Onto freedom of speech, Professor Stock is correct when she says that “Universities aren’t places where students should just expect to hear their own thoughts reflected back at them…Arguments should be met by arguments and evidence by evidence, not intimidation or aggression.” Universities should be at the forefront of free academic debate; university should act as the place where all viewpoints can be brought to the table and held in the court of public opinion. The question ‘Why?’ should be the most used question in higher education, university is not simply about going to a new place for three years and having a good time, it is about learning; and freedom of speech underpins this learning.
Should universities limit some forms of speech though? No, they should not. How can we as a society progress, if we simply shut down debate that is uncomfortable for us to participate in? We cannot. And as a result we should allow for more open debate of academic viewpoints. If someone states a viewpoint that you find distasteful, then you should question why they hold that viewpoint, and engage with them. Understand their point of view, and only then can you begin to convince them of your own. Quite simply, if we continue down this illiberal pursuit of liberty, it will simply lead to a factionalised society in which no one leaves their own echo chamber.

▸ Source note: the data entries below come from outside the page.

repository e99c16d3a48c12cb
use chrono::{DateTime, Local};
use std::sync::OnceLock;

static VERSION_INFO: OnceLock<String> = OnceLock::new();
static SHORT_VERSION: OnceLock<String> = OnceLock::new();

fn build_time_str(format: &str) -> String {
    let build_timestamp: i64 = env!("BUILD_TIME").parse().unwrap_or(0);
    let build_datetime: DateTime<Local> = DateTime::from_timestamp(build_timestamp, 0)
        .map(|utc| utc.with_timezone(&Local))
        .unwrap_or_else(Local::now);
    build_datetime.format(format).to_string()
}

pub fn get_version_info() -> &'static str {
    VERSION_INFO.get_or_init(|| {
        format!(
            "dispatchconsole {}\n\
         Build Time: {}\n\
         Git Commit: {}\n\
         Git Branch: {}\n\
         Git Status: {}",
            env!("CARGO_PKG_VERSION"),
            build_time_str("%Y-%m-%d %H:%M:%S %Z"),
            env!("GIT_COMMIT_HASH"),
            env!("GIT_BRANCH"),
            env!("GIT_DIRTY"),
        )
    })
}

pub fn get_short_version() -> &'static str {
    SHORT_VERSION.get_or_init(|| {
        let version = env!("CARGO_PKG_VERSION");
        let git_commit = env!("GIT_COMMIT_HASH");
        if env!("GIT_DIRTY") == "dirty" {
            format!("{}-{}-dirty", version, git_commit)
        } else {
            format!("{}-{}", version, git_commit)
        }
    })
}

/// Client identifier sent to the credential and signaling services.
pub fn get_useragent() -> String {
    format!(
        "dispatchconsole/{} (built {})",
        env!("CARGO_PKG_VERSION"),
        build_time_str("%Y-%m-%d")
    )
}
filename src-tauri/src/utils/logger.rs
use once_cell::sync::OnceCell;
use tauri::Manager;
use tracing_subscriber::{
    fmt, fmt::time::UtcTime, layer::SubscriberExt, util::SubscriberInitExt, EnvFilter,
};

use crate::error::{AppError, AppResult};

static LOGGER_INIT: OnceCell<()> = OnceCell::new();
static LOGGER_GUARD: OnceCell<tracing_appender::non_blocking::WorkerGuard> = OnceCell::new();

const DEFAULT_LOG_DIRECTIVES: &str = "info,app::store=debug,app::survey=debug";

pub fn init_logging(app: &tauri::AppHandle) -> AppResult<()> {
    LOGGER_INIT
        .get_or_try_init(|| {
            let mut log_dir = app
                .path()
                .app_data_dir()
                .map_err(|err| AppError::other(format!("cannot resolve app data dir: {err}")))?;
            log_dir.push("logs");

            std::fs::create_dir_all(&log_dir)?;

            let file_appender = tracing_appender::rolling::daily(&log_dir, "sleeplens.log");
            let (non_blocking, guard) = tracing_appender::non_blocking(file_appender);

            let env_filter = EnvFilter::try_from_default_env()
                .or_else(|_| EnvFilter::try_new(DEFAULT_LOG_DIRECTIVES))
                .map_err(|err| AppError::other(format!("invalid log directives: {err}")))?;

            LOGGER_GUARD
                .set(guard)
                .map_err(|_| AppError::other("logger already initialized"))?;

            tracing_subscriber::registry()
                .with(env_filter)
                .with(
                    fmt::layer()
                        .with_writer(non_blocking)
                        .with_ansi(false)
                        .with_target(true)
                        .with_timer(UtcTime::rfc_3339()),
                )
                .with(
                    fmt::layer()
                        .with_target(false)
                        .with_timer(UtcTime::rfc_3339()),
                )
                .init();

            Ok(())
        })
        .map(|_| ())
}
pub mod commands;
pub mod error;
pub mod models;
pub mod services;
pub mod storage;
pub mod utils;

use std::sync::Arc;

use tauri::Manager;

#[cfg_attr(mobile, tauri::mobile_entry_point)]
pub fn run() {
    if let Err(error) = try_run() {
        eprintln!("failed to launch application: {error}");
    }
}

fn try_run() -> Result<(), Box<dyn std::error::Error>> {
    tauri::Builder::default()
        .plugin(tauri_plugin_opener::init())
        .setup(|app| {
            let handle = app.handle();

            crate::utils::logger::init_logging(&handle)
                .map_err(|err| Box::new(err) as Box<dyn std::error::Error>)?;

            let mut data_dir = handle
                .path()
                .app_data_dir()
                .map_err(|err| Box::new(err) as Box<dyn std::error::Error>)?;

            std::fs::create_dir_all(&data_dir)?;
            data_dir.push("responses.json");

            let store = crate::storage::JsonResponseStore::new(&data_dir)
                .map_err(|err| Box::new(err) as Box<dyn std::error::Error>)?;

            let state =
                crate::commands::AppState::new(Arc::new(store) as Arc<dyn crate::storage::ResponseStore>);
            app.manage(state);

            Ok(())
        })
        .invoke_handler(tauri::generate_handler![
            crate::commands::survey::survey_submit,
            crate::commands::survey::survey_list,
            crate::commands::survey::survey_reset,
            crate::commands::analytics::analytics_overview,
            crate::commands::analytics::analytics_grade_distribution,
            crate::commands::analytics::analytics_score_pairs,
            crate::commands::analytics::analytics_mean_grade_by_sleep,
        ])
        .run(tauri::generate_context!())?;

    Ok(())
}
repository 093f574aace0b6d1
fn main() {
    tauri_build::build()
}
pub mod analytics_service;
pub mod survey_service;
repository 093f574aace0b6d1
pub mod analytics;
pub mod response;
pub mod score;
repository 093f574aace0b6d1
use tauri::{async_runtime, State};

use crate::commands::{AppState, CommandError, CommandResult};
use crate::error::AppError;
use crate::models::analytics::{AnalyticsOverview, GradeCount, ScorePair, SleepGroupMean};

#[tauri::command]
pub async fn analytics_overview(state: State<'_, AppState>) -> CommandResult<AnalyticsOverview> {
    let app_state = state.inner().clone();

    run_blocking(move || app_state.analytics().overview()).await
}

#[tauri::command]
pub async fn analytics_grade_distribution(
    state: State<'_, AppState>,
) -> CommandResult<Vec<GradeCount>> {
    let app_state = state.inner().clone();

    run_blocking(move || app_state.analytics().grade_distribution_for_store()).await
}

#[tauri::command]
pub async fn analytics_score_pairs(state: State<'_, AppState>) -> CommandResult<Vec<ScorePair>> {
    let app_state = state.inner().clone();

    run_blocking(move || app_state.analytics().score_pairs_for_store()).await
}

#[tauri::command]
pub async fn analytics_mean_grade_by_sleep(
    state: State<'_, AppState>,
) -> CommandResult<Vec<SleepGroupMean>> {
    let app_state = state.inner().clone();

    run_blocking(move || app_state.analytics().mean_grade_by_sleep_for_store()).await
}

async fn run_blocking<T: Send + 'static>(
    task: impl FnOnce() -> Result<T, AppError> + Send + 'static,
) -> CommandResult<T> {
    async_runtime::spawn_blocking(task)
        .await
        .map_err(|err| {
            CommandError::new("UNKNOWN", format!("analytics task failed: {err}"), None)
        })?
        .map_err(CommandError::from)
}
use serde_json::Value as JsonValue;
use thiserror::Error;
use tracing::{error, warn};

pub type AppResult<T> = Result<T, AppError>;

#[derive(Debug, Error)]
pub enum AppError {
    #[error("incomplete submission, missing fields: {}", .missing.join(", "))]
    IncompleteSubmission { missing: Vec<String> },

    #[error("validation failed: {message}")]
    Validation {
        message: String,
        details: Option<JsonValue>,
    },

    #[error("storage error: {message}")]
    Storage { message: String },

    #[error("serialization error: {0}")]
    Serialization(#[from] serde_json::Error),

    #[error("io error: {0}")]
    Io(#[from] std::io::Error),

    #[error("{0}")]
    Other(String),
}

impl AppError {
    pub fn incomplete_submission(missing: Vec<&'static str>) -> Self {
        let missing: Vec<String> = missing.into_iter().map(str::to_string).collect();
        warn!(target: "app::validation", ?missing, "incomplete survey submission");
        AppError::IncompleteSubmission { missing }
    }

    pub fn validation(message: impl Into<String>) -> Self {
        let message = message.into();
        warn!(target: "app::validation", %message, "validation error");
        AppError::Validation {
            message,
            details: None,
        }
    }

    pub fn validation_with_details(message: impl Into<String>, details: JsonValue) -> Self {
        let message = message.into();
        warn!(target: "app::validation", %message, details = %details, "validation error with details");
        AppError::Validation {
            message,
            details: Some(details),
        }
    }

    pub fn storage(message: impl Into<String>) -> Self {
        let message = message.into();
        error!(target: "app::store", %message, "storage error");
        AppError::Storage { message }
    }

    pub fn other(message: impl Into<String>) -> Self {
        let message = message.into();
        error!(target: "app::other", %message, "unexpected error");
        AppError::Other(message)
    }
}
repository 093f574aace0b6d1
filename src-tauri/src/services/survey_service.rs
use std::sync::Arc;

use serde::Serialize;
use serde_json::json;
use tracing::info;

use crate::error::{AppError, AppResult};
use crate::models::response::{PerformanceLevel, ScreenTimeBucket, SurveyDraft, SurveyResponse};
use crate::models::score::{GradeLabel, SleepBucket};
use crate::storage::ResponseStore;

/// Result of a reset: whether there was anything to delete, so the frontend
/// can distinguish "data deleted" from "nothing to delete".
#[derive(Debug, Clone, Copy, Serialize)]
#[serde(rename_all = "camelCase")]
pub struct ResetOutcome {
    pub removed: bool,
}

/// Handles questionnaire submissions against the injected response store.
pub struct SurveyService {
    store: Arc<dyn ResponseStore>,
}

impl SurveyService {
    pub fn new(store: Arc<dyn ResponseStore>) -> Self {
        Self { store }
    }

    /// Validates a draft and appends it to the store. An incomplete draft
    /// is rejected with the full list of missing fields and the store is
    /// left untouched.
    pub fn submit(&self, draft: SurveyDraft) -> AppResult<SurveyResponse> {
        let response = draft.finalize().map_err(AppError::incomplete_submission)?;

        Self::ensure_known(
            "sleepBucket",
            &response.sleep_bucket,
            SleepBucket::try_from(response.sleep_bucket.as_str()).is_ok(),
        )?;
        Self::ensure_known(
            "screenTimeBucket",
            &response.screen_time_bucket,
            ScreenTimeBucket::try_from(response.screen_time_bucket.as_str()).is_ok(),
        )?;
        Self::ensure_known(
            "writtenPerformance",
            &response.written_performance,
            PerformanceLevel::try_from(response.written_performance.as_str()).is_ok(),
        )?;
        Self::ensure_known(
            "oralPerformance",
            &response.oral_performance,
            PerformanceLevel::try_from(response.oral_performance.as_str()).is_ok(),
        )?;
        Self::ensure_known(
            "mostCommonGrade",
            &response.most_common_grade,
            GradeLabel::try_from(response.most_common_grade.as_str()).is_ok(),
        )?;

        self.store.append(response.clone())?;
        info!(
            target: "app::survey",
            sleep_bucket = %response.sleep_bucket,
            grade = %response.most_common_grade,
            "survey response stored"
        );

        Ok(response)
    }

    /// The full collection in insertion order.
    pub fn list(&self) -> AppResult<Vec<SurveyResponse>> {
        self.store.load()
    }

    /// Deletes every stored response.
    pub fn reset(&self) -> AppResult<ResetOutcome> {
        let removed = self.store.clear()?;
        info!(target: "app::survey", removed, "survey store reset");
        Ok(ResetOutcome { removed })
    }

    fn ensure_known(field: &'static str, value: &str, known: bool) -> AppResult<()> {
        if known {
            return Ok(());
        }

        Err(AppError::validation_with_details(
            format!("unknown value for {field}"),
            json!({ "field": field, "value": value }),
        ))
    }
}
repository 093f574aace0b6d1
use serde::{Deserialize, Serialize};

use crate::models::response::SurveyResponse;

/// One bar of the grade distribution chart: a grade label and how many
/// responses reported it as their most common grade.
#[derive(Debug, Clone, Serialize, Deserialize, PartialEq, Eq)]
#[serde(rename_all = "camelCase")]
pub struct GradeCount {
    pub label: String,
    pub count: usize,
}

/// Numeric view of one response. Either component is `None` when the stored
/// label falls outside its fixed enumeration.
#[derive(Debug, Clone, Copy, Serialize, Deserialize, PartialEq)]
#[serde(rename_all = "camelCase")]
pub struct ScorePair {
    pub sleep_score: Option<f64>,
    pub grade_score: Option<i64>,
}

impl ScorePair {
    /// Both axes resolved, as required by the scatter and grouping charts.
    pub fn defined(&self) -> Option<(f64, i64)> {
        match (self.sleep_score, self.grade_score) {
            (Some(sleep), Some(grade)) => Some((sleep, grade)),
            _ => None,
        }
    }
}

/// One bar of the mean-grade-per-sleep-bucket chart.
#[derive(Debug, Clone, Serialize, Deserialize, PartialEq)]
#[serde(rename_all = "camelCase")]
pub struct SleepGroupMean {
    pub sleep_score: f64,
    pub mean_grade: f64,
    pub sample_count: usize,
}

/// Everything the chart view consumes in one payload. `has_responses` and
/// `has_defined_pairs` let the frontend skip rendering empty sections, per
/// the reference behavior of hiding the correlation charts when no response
/// maps onto both axes.
#[derive(Debug, Clone, Serialize, Deserialize)]
#[serde(rename_all = "camelCase")]
pub struct AnalyticsOverview {
    pub responses: Vec<SurveyResponse>,
    pub grade_distribution: Vec<GradeCount>,
    pub score_pairs: Vec<ScorePair>,
    pub mean_grade_by_sleep: Vec<SleepGroupMean>,
    pub has_responses: bool,
    pub has_defined_pairs: bool,
}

Returning to Sussex, and Professor Stock, the departing Vice-Chancellor Adam Tickell (soon to be Vice-Chancellor at the University of Birmingham) has backed Professor Stock and has refused to sack her. In fact, he has vowed to crack down on what he perceives to be the prevention of the untrammelled right of academics to freely express themselves. He is right to do this, these protestors have gone beyond simply exercising their own freedom of speech; they have crossed the line from simply freely expressing a viewpoint that Professor Stock is wrong, they have instead strayed into the dark realms of trying to prevent her living her life by getting her sacked.

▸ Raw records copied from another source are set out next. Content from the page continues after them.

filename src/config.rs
//! Configuration Module
//!
//! Construction-time options for the cache, loadable from caller-supplied
//! options or from environment variables.

use std::env;
use std::time::Duration;

use serde::Deserialize;

use crate::error::{CacheError, Result};

// == Defaults ==
/// Default entry lifetime: 5 minutes
pub const DEFAULT_TTL_MS: u64 = 5 * 60 * 1000;
/// Default capacity
pub const DEFAULT_MAX_SIZE: usize = 100;
/// Default passive sweep interval: 1 minute
pub const DEFAULT_CLEANUP_INTERVAL_MS: u64 = 60 * 1000;

/// Caller-facing construction options.
///
/// Both fields are optional; a missing or zero value falls back to the
/// default, so `{}` is a valid options object.
#[derive(Debug, Clone, Default, Deserialize)]
#[serde(rename_all = "camelCase")]
pub struct CacheOptions {
    /// Default entry lifetime in milliseconds
    #[serde(default)]
    pub ttl: Option<u64>,
    /// Maximum number of stored entries
    #[serde(default)]
    pub max_size: Option<usize>,
}

/// Resolved cache configuration.
#[derive(Debug, Clone, PartialEq, Eq)]
pub struct CacheConfig {
    /// Lifetime applied when `set` is called without a TTL
    pub default_ttl: Duration,
    /// Maximum number of entries the cache can hold
    pub max_size: usize,
    /// Interval between passive sweeps
    pub cleanup_interval: Duration,
}

impl CacheConfig {
    /// Resolves options against the defaults.
    pub fn from_options(options: &CacheOptions) -> Self {
        let defaults = Self::default();
        Self {
            default_ttl: options
                .ttl
                .filter(|ttl| *ttl > 0)
                .map(Duration::from_millis)
                .unwrap_or(defaults.default_ttl),
            max_size: options
                .max_size
                .filter(|size| *size > 0)
                .unwrap_or(defaults.max_size),
            cleanup_interval: defaults.cleanup_interval,
        }
    }

    /// Creates a new config by loading values from environment variables.
    ///
    /// # Environment Variables
    /// - `CACHE_DEFAULT_TTL_MS` - Default TTL in milliseconds (default: 300000)
    /// - `CACHE_MAX_SIZE` - Maximum cache entries (default: 100)
    /// - `CACHE_CLEANUP_INTERVAL_MS` - Sweep frequency in milliseconds (default: 60000)
    ///
    /// Unparsable or zero values fall back to the default.
    pub fn from_env() -> Self {
        Self {
            default_ttl: Duration::from_millis(positive_env("CACHE_DEFAULT_TTL_MS", DEFAULT_TTL_MS)),
            max_size: positive_env("CACHE_MAX_SIZE", DEFAULT_MAX_SIZE),
            cleanup_interval: Duration::from_millis(positive_env(
                "CACHE_CLEANUP_INTERVAL_MS",
                DEFAULT_CLEANUP_INTERVAL_MS,
            )),
        }
    }

    /// Overrides the sweep interval.
    pub fn with_cleanup_interval(mut self, interval: Duration) -> Self {
        self.cleanup_interval = interval;
        self
    }

    /// Checks that every field is usable.
    ///
    /// Configs built through `from_options`/`from_env` always pass; this
    /// guards hand-assembled ones.
    pub fn validate(&self) -> Result<()> {
        if self.max_size == 0 {
            return Err(CacheError::InvalidConfig(
                "max_size must be greater than zero".to_string(),
            ));
        }
        if self.default_ttl.is_zero() {
            return Err(CacheError::InvalidConfig(
                "default_ttl must be greater than zero".to_string(),
            ));
        }
        if self.cleanup_interval.is_zero() {
            return Err(CacheError::InvalidConfig(
                "cleanup_interval must be greater than zero".to_string(),
            ));
        }
        Ok(())
    }
}

impl Default for CacheConfig {
    fn default() -> Self {
        Self {
            default_ttl: Duration::from_millis(DEFAULT_TTL_MS),
            max_size: DEFAULT_MAX_SIZE,
            cleanup_interval: Duration::from_millis(DEFAULT_CLEANUP_INTERVAL_MS),
        }
    }
}

fn positive_env<T>(name: &str, default: T) -> T
where
    T: std::str::FromStr + PartialOrd + Default,
{
    env::var(name)
        .ok()
        .and_then(|v| v.trim().parse::<T>().ok())
        .filter(|v| *v > T::default())
        .unwrap_or(default)
}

It is important to remember that when these incidents occur, as I am sure they will do in the future, that at the centre of it is a person; a person who, as a result of their profession, is in the public eye, this person may still have children to feed, a family to look after, and bills to pay. These protestors must surely realise that there is the real danger that by pursuing contract termination, it could viably not only ruin one person’s career but also a whole family dynamic. More pertinently if universities accept these protestations, and do terminate an academics contract for a view that is freely espoused, and that does not call for violence, intimidation or criminality, then the freedom to speak is under serious threat.
Whilst the case of Professor Stock is a win for freedom of speech in the short term, the fact that these protestors are continuing to call for her sacking is not. In ensuring freedom of speech one must be prepared to dislike a differing viewpoint, but they must also be prepared to defend their own. I will conclude with a quote that is often misattributed to Voltaire “I disapprove of what you say, but I will defend to the death your right to say it”.
Quote: Should universities limit some forms of speech though? No, they should not.